Protect Your Systems Against SAMSAM and Prove the Value of Cyber Security to Your Organization
Last updated on: September 6, 2020
By now, security pros everywhere have heard about SAMSAM, the sinister ransomware attack that exploits years-old vulnerabilities in JBoss and has hit hospitals particularly hard. The spread and “success” of SAMSAM shines the spotlight on the well-known infosec problem of prioritizing vulnerability remediation work.
Why JBoss Doesn’t Get Patched
Take the specific case of JBoss, which is often difficult and labor-intensive to patch. Many organizations lack a centralized patching tool for JBoss, and it runs on many different platforms, so it often shows up in unexpected places. And it’s open source, supported by Red Hat, which is a fine company of course, but if you’re not a Red Hat administrator, you’re not signed up for Red Hat’s security bulletins and it’s likely that you’re not used to looking for patches from them either.
Plus, it’s a very real possibility that patching JBoss will initially break something else, so it’s a process that usually requires a number of iterations to complete satisfactorily. Fear of patching anything beyond garden-variety Microsoft vulnerabilities is still a very real thing.
Thus, it’s very easy for overtaxed infrastructure teams to ignore JBoss: It’s a lot of work, it might break something, and there are always seemingly more important things to do, like adding disk space to servers.
Priorities, Cost and Opportunity Cost
I spent about 10 years pushing patches, so I understand. During that period of my career, a project manager would evaluate the dollar value of my vulnerability patching work versus other tasks, based on my hourly rate and opportunity cost. That was all we had to go on. If the math showed I was more valuable doing something else, then pushing patches became a low priority, a task to be done with whatever spare time I had.
How do you juggle JBoss patching against other work? We tried to assign a value to patching based on breach data, using the most recent Verizon DBIR (Data Breach Investigations Report). A breach might cost $150-$200 per record to clean up, so we would look at the number of records on a system and do the math, but we heard all kinds of creative ways to dismiss that analysis.

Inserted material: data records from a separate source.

//! Infrastructure layer for tusools.
//!
//! Contains OS-facing adapters: the file-backed toggle store, configuration
//! persistence, the per-platform settings backends, and the UI bridge.
//!
//! **Dependency rule**: this layer may depend on `application` and
//! `tusools_core`, but MUST NOT be imported by the `application` or domain
//! layers.
//!
//! # Sub-modules
//!
//! - **`settings_backend`** – OS-specific implementations of
//!   `SettingsBackend`.  The correct one is selected at compile time using
//!   `#[cfg(target_os)]`.  A recording fake is also provided for tests.
//!
//! - **`storage`** – Config file persistence, the file-backed `ToggleStore`
//!   and its in-memory substitute.
//!
//! - **`ui_bridge`** – Turns engine results into button labels and
//!   notifications for whatever front end is showing them.

pub mod settings_backend;
pub mod storage;
pub mod ui_bridge;
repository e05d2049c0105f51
//! Validation errors for user-supplied values.

use thiserror::Error;

/// User input fell outside an allowed domain.
///
/// Values are never silently clamped or coerced; the caller gets this error
/// with the allowed domain attached so it can tell the user what to enter.
#[derive(Debug, Clone, Error, PartialEq, Eq)]
pub enum ValidationError {
    /// A number outside an inclusive range.
    #[error("value {value} is outside the allowed range {min}..={max}")]
    OutOfRange { value: i64, min: i64, max: i64 },

    /// A file whose extension is not accepted.
    #[error("unsupported file type '{found}'; expected one of: {}", .allowed.join(", "))]
    UnsupportedFileType {
        found: String,
        allowed: &'static [&'static str],
    },
}
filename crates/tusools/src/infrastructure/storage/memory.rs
//! In-memory toggle store for unit testing.
//!
//! Behaves like the file-backed store (absent record == `Enabled`) without
//! touching the disk.  Set `should_fail` to make every write return a
//! [`StorageError::Record`], to exercise error paths in callers.

use std::collections::HashMap;
use std::sync::{
    atomic::{AtomicBool, Ordering},
    Mutex,
};

use tusools_core::{ToggleFeature, ToggleState};

use crate::application::toggle_store::{StorageError, ToggleStore};

#[derive(Default)]
pub struct InMemoryToggleStore {
    records: Mutex<HashMap<ToggleFeature, ToggleState>>,
    base_ready: AtomicBool,
    should_fail: AtomicBool,
}

impl InMemoryToggleStore {
    pub fn new() -> Self {
        Self::default()
    }

    /// When `true`, every `set_disabled` call fails.
    pub fn set_should_fail(&self, fail: bool) {
        self.should_fail.store(fail, Ordering::SeqCst);
    }

    /// Whether `ensure_base_location` has been called.
    pub fn base_ready(&self) -> bool {
        self.base_ready.load(Ordering::SeqCst)
    }

    /// Whether a record has ever been written for `feature`.
    pub fn has_record(&self, feature: ToggleFeature) -> bool {
        self.records.lock().expect("lock poisoned").contains_key(&feature)
    }
}

impl ToggleStore for InMemoryToggleStore {
    fn ensure_base_location(&self) -> Result<(), StorageError> {
        self.base_ready.store(true, Ordering::SeqCst);
        Ok(())
    }

    fn is_disabled(&self, feature: ToggleFeature) -> bool {
        self.records
            .lock()
            .expect("lock poisoned")
            .get(&feature)
            .is_some_and(|s| s.is_disabled())
    }

    fn set_disabled(&self, feature: ToggleFeature, disabled: bool) -> Result<(), StorageError> {
        if self.should_fail.load(Ordering::SeqCst) {
            return Err(StorageError::Record {
                feature,
                source: std::io::Error::new(std::io::ErrorKind::Other, "injected failure"),
            });
        }
        self.records
            .lock()
            .expect("lock poisoned")
            .insert(feature, ToggleState::from_disabled(disabled));
        Ok(())
    }
}

#[cfg(test)]
mod tests {
    use super::*;

    #[test]
    fn test_fresh_store_reports_everything_enabled() {
        let store = InMemoryToggleStore::new();
        store.ensure_base_location().unwrap();

        assert!(store.base_ready());
        for feature in ToggleFeature::ALL {
            assert!(!store.is_disabled(feature));
            assert!(!store.has_record(feature));
        }
    }

    #[test]
    fn test_re_enabling_keeps_the_record() {
        // Arrange
        let store = InMemoryToggleStore::new();

        // Act
        store.set_disabled(ToggleFeature::WindowsUpdate, true).unwrap();
        store.set_disabled(ToggleFeature::WindowsUpdate, false).unwrap();

        // Assert
        assert!(!store.is_disabled(ToggleFeature::WindowsUpdate));
        assert!(store.has_record(ToggleFeature::WindowsUpdate));
    }

    #[test]
    fn test_should_fail_rejects_writes_and_keeps_state() {
        // Arrange
        let store = InMemoryToggleStore::new();
        store.set_disabled(ToggleFeature::Defender, true).unwrap();
        store.set_should_fail(true);

        // Act
        let err = store.set_disabled(ToggleFeature::Defender, false).unwrap_err();

        // Assert
        assert_eq!(err.feature(), Some(ToggleFeature::Defender));
        assert!(store.is_disabled(ToggleFeature::Defender));
    }
}
//! Storage infrastructure: configuration and toggle record persistence.
//!
//! This module provides thin adapters between the application and the file
//! system:
//!
//! - **`config`** reads and writes the TOML configuration file from the
//!   platform-appropriate directory, with defaults on first run.
//! - **`toggle_file`** is the production `ToggleStore`: one small record file
//!   per persisted feature inside the base directory.
//! - **`memory`** is an in-memory `ToggleStore` used by tests.
//!
//! Keeping storage concerns here, rather than scattered through the
//! application, means the record format can change without touching the
//! settings engine.

pub mod config;
pub mod memory;
pub mod toggle_file;
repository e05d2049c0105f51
//! tusools library entry point.
//!
//! Re-exports all public modules so that integration tests in `tests/`
//! and the binary entry point in `main.rs` share the same module tree.
//!
//! # What does tusools do? (for beginners)
//!
//! Tusools flips a handful of system settings from one place: light/dark
//! theme, wallpaper, terminal transparency, and three "important" switches
//! (telemetry, automatic updates, and the security agent).  For those three
//! it also remembers what the user did, so the buttons show the right label
//! after a restart.
//!
//! A single user action flows through the layers like this:
//!
//! ```text
//! console shell (main.rs)
//!  └─ ui_bridge::handle_action()
//!       └─ application::SettingsEngine::apply()
//!            ├─ ToggleStore::state()           -- current recorded state
//!            ├─ SettingsBackend::...()         -- change the OS setting
//!            └─ ToggleStore::set_disabled()    -- only after the OS call succeeded
//! ```

/// Application layer: the settings engine and the traits it depends on.
pub mod application;

/// Infrastructure layer: storage, OS backends, and the UI bridge.
pub mod infrastructure;
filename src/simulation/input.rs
//! Input boundary for the steered body
//!
//! Input events are queued as they arrive and applied strictly between
//! ticks, so a step never observes a half-applied command.

use std::collections::VecDeque;

use tracing::warn;

use crate::error::SimError;

use super::params::Parameters;
use super::states::{Body, NVec3};

/// Discrete thrust commands
#[derive(Debug, Clone, Copy, PartialEq, Eq)]
pub enum Thrust {
    Left,    // vx -= thrust
    Right,   // vx += thrust
    Jump,    // vy += thrust * jump_factor
    Forward, // vz -= thrust (into the screen)
    Back,    // vz += thrust
}

impl Thrust {
    /// Velocity change this command produces
    pub fn delta_v(self, params: &Parameters) -> NVec3 {
        let t = params.thrust;
        match self {
            Thrust::Left => NVec3::new(-t, 0.0, 0.0),
            Thrust::Right => NVec3::new(t, 0.0, 0.0),
            Thrust::Jump => NVec3::new(0.0, t * params.jump_factor, 0.0),
            Thrust::Forward => NVec3::new(0.0, 0.0, -t),
            Thrust::Back => NVec3::new(0.0, 0.0, t),
        }
    }

    /// Apply to a body's velocity
    pub fn apply(self, body: &mut Body, params: &Parameters) {
        body.velocity += self.delta_v(params);
    }
}

/// FIFO of pending commands, drained before the next tick
#[derive(Debug, Default, Clone)]
pub struct InputQueue {
    pending: VecDeque<Thrust>,
}

impl InputQueue {
    pub fn new() -> Self {
        Self::default()
    }

    pub fn push(&mut self, cmd: Thrust) {
        self.pending.push_back(cmd);
    }

    pub fn len(&self) -> usize {
        self.pending.len()
    }

    pub fn is_empty(&self) -> bool {
        self.pending.is_empty()
    }

    /// Apply every pending command, in arrival order, to `bodies[target]`
    ///
    /// The queue is emptied even when `target` is missing.
    pub fn drain_into(&mut self, bodies: &mut [Body], target: usize, params: &Parameters) -> Result<usize, SimError> {
        let count = bodies.len();
        let Some(body) = bodies.get_mut(target) else {
            let dropped = self.pending.len();
            self.pending.clear();
            warn!(target, count, dropped, "input for missing body dropped");
            return Err(SimError::BodyIndexOutOfRange { index: target, count });
        };

        let mut applied = 0;
        while let Some(cmd) = self.pending.pop_front() {
            cmd.apply(body, params);
            applied += 1;
        }
        Ok(applied)
    }
}
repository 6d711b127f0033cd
//! Fixed-tick integrator for a single body
//!
//! Semi-implicit Euler with gravity pre-scaled to one tick: the vertical
//! velocity gets `gravity` added once, then the position advances by the
//! updated velocity

use super::states::Body;

/// Advance one body by one tick under `gravity` (negative, along +y up)
pub fn integrate_body(body: &mut Body, gravity: f64) {
    // Kick: v_y += g
    body.velocity.y += gravity;

    // Drift with the new velocity: x += v
    body.position += body.velocity;
}

pub mod states;
pub mod params;
pub mod engine;
pub mod integrator;
pub mod boundary;
pub mod collision;
pub mod step;
pub mod input;
pub mod diagnostics;
pub mod scenario;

In other words, due to time and personnel limitations, infrastructure teams are always fighting different priorities. JBoss typically languished at or near the bottom of the priority list.
The Ransomware Equation
Ransomware has changed this picture. Ransomware gives a more precise way to estimate the value of patching, the math is easier, and the final numbers may end up being larger as well.
In corporate environments, we suddenly can attach real-world dollar figures to these attacks. Now it’s the value of other infrastructure tasks that becomes fuzzy. If we know how much SAMSAM attackers are charging to unlock each compromised machine, then an organization can peg an estimated value to patching JBOSS to block SAMSAM, based on the number of devices that could be compromised. This estimate can resonate with special force in organizations with non-segmented flat networks in which SAMSAM can spread and infect the entire network.

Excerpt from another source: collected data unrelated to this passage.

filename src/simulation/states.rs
//! Core state types for the room simulation.
//!
//! Defines the body arena and its static boundary:
//! - `Shape` closed set of render/volume selectors
//! - `Body`  a single movable entity with derived mass and bounding radius
//! - `Room`  cubic boundary centered at the origin
//! - `System` the bodies, the room and the tick counter
//!
//! Only `position` and `velocity` mutate after construction.

use std::f64::consts::PI;

use nalgebra::Vector3;
use serde::{Deserialize, Serialize};

use crate::error::SimError;

pub type NVec3 = Vector3<f64>;

/// Linear RGB color, owned by the renderer and ignored by the physics
pub type Rgb = [f32; 3];

/// Shape tag of a body
/// Selects the volume formula for mass and the mesh a renderer draws;
/// collision treats every shape as its bounding sphere
#[derive(Serialize, Deserialize, Debug, Clone, Copy, PartialEq, Eq, Hash)]
#[serde(rename_all = "snake_case")]
pub enum Shape {
    Sphere,
    Box,
    TallBox,
    WidePanel,
    ThinWall,
    FloorPlate,
    CylinderV,
    CylinderH,
    Cone,
    Pyramid,
    Octahedron,
    Disc,
}

impl Shape {
    pub const ALL: [Shape; 12] = [
        Shape::Sphere,
        Shape::Box,
        Shape::TallBox,
        Shape::WidePanel,
        Shape::ThinWall,
        Shape::FloorPlate,
        Shape::CylinderV,
        Shape::CylinderH,
        Shape::Cone,
        Shape::Pyramid,
        Shape::Octahedron,
        Shape::Disc,
    ];

    /// Volume of this shape for the given half extents
    ///
    /// - sphere: 4/3 π hx³
    /// - box family, pyramid, octahedron: 8 hx hy hz (bounding box volume)
    /// - cylinder_v / disc: π hx² (2 hy)
    /// - cylinder_h: π hy² (2 hx), lying along x
    /// - cone: 1/3 π hx² (2 hy)
    pub fn volume(self, half_extents: &NVec3) -> f64 {
        let (hx, hy, hz) = (half_extents.x, half_extents.y, half_extents.z);
        match self {
            Shape::Sphere => (4.0 / 3.0) * PI * hx.powi(3),
            Shape::Box | Shape::TallBox | Shape::WidePanel | Shape::ThinWall | Shape::FloorPlate => {
                8.0 * hx * hy * hz
            }
            Shape::CylinderV | Shape::Disc => PI * hx * hx * (2.0 * hy),
            Shape::CylinderH => PI * hy * hy * (2.0 * hx),
            Shape::Cone => (1.0 / 3.0) * PI * hx * hx * (2.0 * hy),
            Shape::Pyramid | Shape::Octahedron => 8.0 * hx * hy * hz,
        }
    }
}

/// Mass of a body whose volume is degenerate
pub const FALLBACK_MASS: f64 = 1.0;

/// A single movable body
///
/// `mass` and `bounding_radius` are derived once in [`Body::new`] and are
/// read-only afterwards; `mass > 0` always holds.
#[derive(Debug, Clone, PartialEq)]
pub struct Body {
    pub position: NVec3, // center
    pub velocity: NVec3, // units per tick
    half_extents: NVec3,
    shape: Shape,
    color: Rgb,
    bounding_radius: f64,
    mass: f64,
}

impl Body {
    /// Build a body at rest, deriving mass (unit density) and bounding radius
    pub fn new(shape: Shape, half_extents: NVec3, position: NVec3, color: Rgb) -> Result<Self, SimError> {
        if half_extents.iter().any(|h| !h.is_finite() || *h < 0.0) {
            return Err(SimError::InvalidHalfExtents {
                hx: half_extents.x,
                hy: half_extents.y,
                hz: half_extents.z,
            });
        }

        let bounding_radius = half_extents.norm();
        let volume = shape.volume(&half_extents);
        let mass = if volume > 0.0 { volume } else { FALLBACK_MASS };

        Ok(Self {
            position,
            velocity: NVec3::zeros(),
            half_extents,
            shape,
            color,
            bounding_radius,
            mass,
        })
    }

    /// Builder-style initial velocity
    pub fn with_velocity(mut self, velocity: NVec3) -> Self {
        self.velocity = velocity;
        self
    }

    pub fn half_extents(&self) -> &NVec3 {
        &self.half_extents
    }

    pub fn shape(&self) -> Shape {
        self.shape
    }

    pub fn color(&self) -> Rgb {
        self.color
    }

    /// Radius of the sphere enclosing the half extents
    pub fn bounding_radius(&self) -> f64 {
        self.bounding_radius
    }

    pub fn mass(&self) -> f64 {
        self.mass
    }

    pub fn inverse_mass(&self) -> f64 {
        self.mass.recip()
    }
}

/// Static cube of half-size `boundary` centered at the origin
#[derive(Debug, Clone, Copy, PartialEq)]
pub struct Room {
    pub boundary: f64,
}

impl Room {
    /// Room from its full edge length
    pub fn from_size(size: f64) -> Self {
        Self { boundary: size / 2.0 }
    }

    /// Half-width of the cube a body center may be spawned in without touching a wall
    pub fn safe_range(&self, half_extents: &NVec3, margin: f64) -> f64 {
        self.boundary - half_extents.max() - margin
    }

    /// True when every axis satisfies `|position| <= boundary - half_extent` (within `tol`)
    pub fn contains(&self, body: &Body, tol: f64) -> bool {
        (0..3).all(|axis| body.position[axis].abs() <= self.boundary - body.half_extents[axis] + tol)
    }
}

/// Body arena plus the room; iteration order is the insertion order
#[derive(Debug, Clone)]
pub struct System {
    pub bodies: Vec<Body>, // collection of bodies
    pub room: Room,        // static boundary
    pub tick: u64,         // completed steps
}

impl System {
    pub fn new(bodies: Vec<Body>, room: Room) -> Self {
        Self { bodies, room, tick: 0 }
    }
}
pub mod error;
pub mod simulation;
pub mod configuration;
#[cfg(feature = "viewer")]
pub mod visualization;
pub mod benchmark;

pub use error::SimError;

pub use simulation::states::{Body, Room, Shape, System, NVec3, Rgb};
pub use simulation::params::Parameters;
pub use simulation::engine::Engine;
pub use simulation::integrator::integrate_body;
pub use simulation::boundary::resolve_boundary;
pub use simulation::collision::{resolve_pair, resolve_collisions, PairOutcome, CollisionStats};
pub use simulation::step::{step, StepReport};
pub use simulation::input::{Thrust, InputQueue};
pub use simulation::scenario::{Scenario, BodyView, default_room_config};

pub use configuration::config::{EngineConfig, ParametersConfig, BodyConfig, ScenarioConfig};

#[cfg(feature = "viewer")]
pub use visualization::room_vis3d::run_3d;

pub use benchmark::benchmark::{bench_step, bench_step_curve};
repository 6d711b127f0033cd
//! Whole-system observables used for logging and tests

use super::states::{NVec3, System};

/// Total kinetic energy, sum of 1/2 m |v|^2
pub fn kinetic_energy(sys: &System) -> f64 {
    sys.bodies
        .iter()
        .map(|b| 0.5 * b.mass() * b.velocity.norm_squared())
        .sum()
}

/// Total linear momentum, sum of m v
pub fn momentum(sys: &System) -> NVec3 {
    sys.bodies
        .iter()
        .fold(NVec3::zeros(), |acc, b| acc + b.velocity * b.mass())
}

/// Indices of bodies outside their allowed span on any axis
pub fn escaped_bodies(sys: &System, tol: f64) -> Vec<usize> {
    sys.bodies
        .iter()
        .enumerate()
        .filter(|(_, b)| !sys.room.contains(b, tol))
        .map(|(i, _)| i)
        .collect()
}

The costs associated with a ransomware attack can be up in the hundreds of thousands of dollars — that’s a figure that looks really good on an annual review. If the security department can start handing out numbers like that along with the data to back it up, security very quickly goes from being infrastructure’s biggest annoyance to infrastructure’s best friend.
Protecting Your Systems
The trick is finding the machines with vulnerable versions of JBoss. Here, of course, is where the Qualys Cloud Platform comes in. Qualys Vulnerability Management has about 20 QIDs related to missing patches or misconfigurations of JBoss that can help you identify the remediations needed to protect your systems from SAMSAM-like attacks.
And maybe you don’t have much experience patching JBoss — the only way you get good at patching is through practice.

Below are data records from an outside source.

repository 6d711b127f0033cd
//! Error types for building scenarios and addressing bodies.
//!
//! The per-tick pipeline never fails; these only come out of construction,
//! configuration and input targeting.

use thiserror::Error;

/// Errors raised while setting up or driving a simulation.
#[derive(Debug, Error, Clone, PartialEq)]
pub enum SimError {
    /// Half extents must be finite and non-negative on every axis.
    #[error("invalid half extents [{hx}, {hy}, {hz}] (must be finite and >= 0)")]
    InvalidHalfExtents { hx: f64, hy: f64, hz: f64 },

    /// A numeric parameter is outside its allowed range.
    #[error("invalid parameter `{name}` = {value}: {reason}")]
    InvalidParameter {
        name: &'static str,
        value: f64,
        reason: &'static str,
    },

    /// A body cannot be placed inside the room's safe volume.
    #[error("body {index} with largest half extent {extent} does not fit a room of boundary {boundary}")]
    BodyTooLarge {
        index: usize,
        extent: f64,
        boundary: f64,
    },

    /// An explicit starting position puts part of the body outside the room.
    #[error("body {index} at {position} with half extent {half_extent} crosses the wall on axis {axis} (boundary {boundary})")]
    BodyOutsideRoom {
        index: usize,
        axis: usize,
        position: f64,
        half_extent: f64,
        boundary: f64,
    },

    /// The controlled body index does not exist.
    #[error("controlled body {index} out of range ({count} bodies)")]
    ControlledBodyOutOfRange { index: usize, count: usize },

    /// A body index does not exist.
    #[error("body index {index} out of range ({count} bodies)")]
    BodyIndexOutOfRange { index: usize, count: usize },
}
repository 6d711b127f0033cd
//! High-level runtime driver settings
//!
//! Tick period, which body the input layer steers, and the placement seed
//! used when building a `Scenario`

use std::time::Duration;

/// Reference tick period
pub const TICK_MS: u64 = 10;

#[derive(Debug, Clone, PartialEq)]
pub struct Engine {
    pub tick_period: Duration,  // wall-clock time between steps
    pub controlled_body: usize, // body steered by input
    pub seed: u64,              // deterministic spawn seed
}

impl Default for Engine {
    fn default() -> Self {
        Self {
            tick_period: Duration::from_millis(TICK_MS),
            controlled_body: 0,
            seed: 42,
        }
    }
}
pub mod room_vis3d;
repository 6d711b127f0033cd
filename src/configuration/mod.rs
pub mod config;
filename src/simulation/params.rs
//! Numerical and physical parameters for the simulation
//!
//! `Parameters` holds runtime settings:
//! - gravity already scaled to one tick (not multiplied by a dt),
//! - wall damping and pairwise restitution,
//! - input thrust and spawn settings
//!
//! The room size lives only on `System::room`.

/// Reference gravity per tick: 9.81 scaled by 0.01
pub const GRAVITY: f64 = -9.81 * 0.01;
pub const DAMPING: f64 = 0.90;
pub const RESTITUTION: f64 = 0.95;
pub const ROOM_SIZE: f64 = 12.0;
pub const THRUST: f64 = 0.5;
pub const JUMP_FACTOR: f64 = 5.0;
pub const SPAWN_SPEED: f64 = 0.6;
pub const SPAWN_MARGIN: f64 = 0.1;

#[derive(Debug, Clone, PartialEq)]
pub struct Parameters {
    pub gravity: f64,      // added to vy once per tick
    pub damping: f64,      // velocity retention on wall bounce
    pub restitution: f64,  // e in the pair impulse
    pub thrust: f64,       // horizontal input impulse
    pub jump_factor: f64,  // vertical thrust = thrust * jump_factor
    pub spawn_speed: f64,  // random initial speed bound per axis
    pub spawn_margin: f64, // gap kept from the walls at spawn
}

impl Default for Parameters {
    fn default() -> Self {
        Self {
            gravity: GRAVITY,
            damping: DAMPING,
            restitution: RESTITUTION,
            thrust: THRUST,
            jump_factor: JUMP_FACTOR,
            spawn_speed: SPAWN_SPEED,
            spawn_margin: SPAWN_MARGIN,
        }
    }
}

Qualys shines in finding those instances where a patch was deployed but one file didn’t take, leaving you still vulnerable. It’s bad to be vulnerable and know it, but it’s far worse to be vulnerable and not know it at all.
The Qualys Cloud Platform, which includes Qualys VM and various other security applications, provides continuous security, finding all your global IT assets – whether on premises or in the cloud – discovering their vulnerabilities and helping you prioritize your remediation work with actionable intelligence … because your main problem today may be JBoss and SAMSAM but tomorrow it will be something else.